━━━ Provided information
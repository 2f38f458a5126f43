// Lookup configuration.
// Cache location, freshness windows, retry ceiling, and API credentials.

use std::path::PathBuf;
use std::time::Duration;

use crate::cache::{self, DEFAULT_MAX_AGE};
use crate::error::{LookupError, Result};
use crate::github::{DEFAULT_MAX_TRIES, GITHUB_API_BASE};

pub const ENV_CACHE_DIR: &str = "GHLOOKUP_CACHE_DIR";
pub const ENV_MAX_AGE_DAYS: &str = "GHLOOKUP_MAX_AGE_DAYS";
pub const ENV_NEGATIVE_MAX_AGE_DAYS: &str = "GHLOOKUP_NEGATIVE_MAX_AGE_DAYS";
pub const ENV_MAX_TRIES: &str = "GHLOOKUP_MAX_TRIES";
pub const ENV_API_BASE: &str = "GHLOOKUP_API_BASE";
pub const ENV_TOKEN: &str = "GITHUB_TOKEN";

const SECS_PER_DAY: u64 = 24 * 60 * 60;

#[derive(Debug, Clone)]
pub struct Config {
    /// Root directory for cache entries.
    pub cache_dir: PathBuf,
    /// Freshness window for cached profiles.
    pub max_age: Duration,
    /// Freshness window for not-found markers.
    pub negative_max_age: Duration,
    /// Attempt ceiling for one lookup.
    pub max_tries: u32,
    /// Optional GitHub token.
    pub token: Option<String>,
    /// API root, overridable for testing against a local server.
    pub api_base: String,
}

impl Default for Config {
    fn default() -> Self {
        Self {
            cache_dir: cache::default_cache_dir()
                .unwrap_or_else(|| PathBuf::from(".ghlookup-cache")),
            max_age: DEFAULT_MAX_AGE,
            negative_max_age: DEFAULT_MAX_AGE,
            max_tries: DEFAULT_MAX_TRIES,
            token: None,
            api_base: GITHUB_API_BASE.to_string(),
        }
    }
}

impl Config {
    /// Build a configuration from the process environment.
    pub fn from_env() -> Result<Self> {
        Self::from_lookup(|key| std::env::var(key).ok())
    }

    /// Build a configuration from an arbitrary key lookup, falling back to defaults.
    pub fn from_lookup<F>(lookup: F) -> Result<Self>
    where
        F: Fn(&str) -> Option<String>,
    {
        let mut config = Self::default();
        let get = |key: &str| lookup(key).filter(|v| !v.trim().is_empty());

        if let Some(dir) = get(ENV_CACHE_DIR) {
            config.cache_dir = PathBuf::from(dir);
        }
        if let Some(days) = get(ENV_MAX_AGE_DAYS) {
            config.max_age = days_from_str(ENV_MAX_AGE_DAYS, &days)?;
        }
        if let Some(days) = get(ENV_NEGATIVE_MAX_AGE_DAYS) {
            config.negative_max_age = days_from_str(ENV_NEGATIVE_MAX_AGE_DAYS, &days)?;
        }
        if let Some(tries) = get(ENV_MAX_TRIES) {
            config.max_tries = tries.trim().parse().map_err(|_| {
                LookupError::Config(format!(
                    "{} must be an integer, got {:?}",
                    ENV_MAX_TRIES, tries
                ))
            })?;
        }
        if let Some(base) = get(ENV_API_BASE) {
            config.api_base = base;
        }
        config.token = get(ENV_TOKEN);

        config.validate()?;
        Ok(config)
    }

    /// Reject settings under which no lookup could ever succeed.
    pub fn validate(&self) -> Result<()> {
        if self.max_tries < 2 {
            return Err(LookupError::Config(format!(
                "max tries must be at least 2, got {}",
                self.max_tries
            )));
        }
        Ok(())
    }
}

/// Convert a whole number of days to a duration.
pub fn days(days: u64) -> Duration {
    Duration::from_secs(days.saturating_mul(SECS_PER_DAY))
}

fn days_from_str(key: &str, value: &str) -> Result<Duration> {
    value
        .trim()
        .parse::<u64>()
        .map(days)
        .map_err(|_| {
            LookupError::Config(format!(
                "{} must be a whole number of days, got {:?}",
                key, value
            ))
        })
}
━━━━━━
* [Problem]
Could the entries above be output once more, exactly as they are?

* [Output of the exercise]
repository 2f38f458a5126f43
// Lookup configuration.
// Cache location, freshness windows, retry ceiling, and API credentials.

use std::path::PathBuf;
use std::time::Duration;

use crate::cache::{self, DEFAULT_MAX_AGE};
use crate::error::{LookupError, Result};
use crate::github::{DEFAULT_MAX_TRIES, GITHUB_API_BASE};

pub const ENV_CACHE_DIR: &str = "GHLOOKUP_CACHE_DIR";
pub const ENV_MAX_AGE_DAYS: &str = "GHLOOKUP_MAX_AGE_DAYS";
pub const ENV_NEGATIVE_MAX_AGE_DAYS: &str = "GHLOOKUP_NEGATIVE_MAX_AGE_DAYS";
pub const ENV_MAX_TRIES: &str = "GHLOOKUP_MAX_TRIES";
pub const ENV_API_BASE: &str = "GHLOOKUP_API_BASE";
pub const ENV_TOKEN: &str = "GITHUB_TOKEN";

const SECS_PER_DAY: u64 = 24 * 60 * 60;

#[derive(Debug, Clone)]
pub struct Config {
    /// Root directory for cache entries.
    pub cache_dir: PathBuf,
    /// Freshness window for cached profiles.
    pub max_age: Duration,
    /// Freshness window for not-found markers.
    pub negative_max_age: Duration,
    /// Attempt ceiling for one lookup.
    pub max_tries: u32,
    /// Optional GitHub token.
    pub token: Option<String>,
    /// API root, overridable for testing against a local server.
    pub api_base: String,
}

impl Default for Config {
    fn default() -> Self {
        Self {
            cache_dir: cache::default_cache_dir()
                .unwrap_or_else(|| PathBuf::from(".ghlookup-cache")),
            max_age: DEFAULT_MAX_AGE,
            negative_max_age: DEFAULT_MAX_AGE,
            max_tries: DEFAULT_MAX_TRIES,
            token: None,
            api_base: GITHUB_API_BASE.to_string(),
        }
    }
}

impl Config {
    /// Build a configuration from the process environment.
    pub fn from_env() -> Result<Self> {
        Self::from_lookup(|key| std::env::var(key).ok())
    }

    /// Build a configuration from an arbitrary key lookup, falling back to defaults.
    pub fn from_lookup<F>(lookup: F) -> Result<Self>
    where
        F: Fn(&str) -> Option<String>,
    {
        let mut config = Self::default();
        let get = |key: &str| lookup(key).filter(|v| !v.trim().is_empty());

        if let Some(dir) = get(ENV_CACHE_DIR) {
            config.cache_dir = PathBuf::from(dir);
        }
        if let Some(days) = get(ENV_MAX_AGE_DAYS) {
            config.max_age = days_from_str(ENV_MAX_AGE_DAYS, &days)?;
        }
        if let Some(days) = get(ENV_NEGATIVE_MAX_AGE_DAYS) {
            config.negative_max_age = days_from_str(ENV_NEGATIVE_MAX_AGE_DAYS, &days)?;
        }
        if let Some(tries) = get(ENV_MAX_TRIES) {
            config.max_tries = tries.trim().parse().map_err(|_| {
                LookupError::Config(format!(
                    "{} must be an integer, got {:?}",
                    ENV_MAX_TRIES, tries
                ))
            })?;
        }
        if let Some(base) = get(ENV_API_BASE) {
            config.api_base = base;
        }
        config.token = get(ENV_TOKEN);

        config.validate()?;
        Ok(config)
    }

    /// Reject settings under which no lookup could ever succeed.
    pub fn validate(&self) -> Result<()> {
        if self.max_tries < 2 {
            return Err(LookupError::Config(format!(
                "max tries must be at least 2, got {}",
                self.max_tries
            )));
        }
        Ok(())
    }
}

/// Convert a whole number of days to a duration.
pub fn days(days: u64) -> Duration {
    Duration::from_secs(days.saturating_mul(SECS_PER_DAY))
}

fn days_from_str(key: &str, value: &str) -> Result<Duration> {
    value
        .trim()
        .parse::<u64>()
        .map(days)
        .map_err(|_| {
            LookupError::Config(format!(
                "{} must be a whole number of days, got {:?}",
                key, value
            ))
        })
}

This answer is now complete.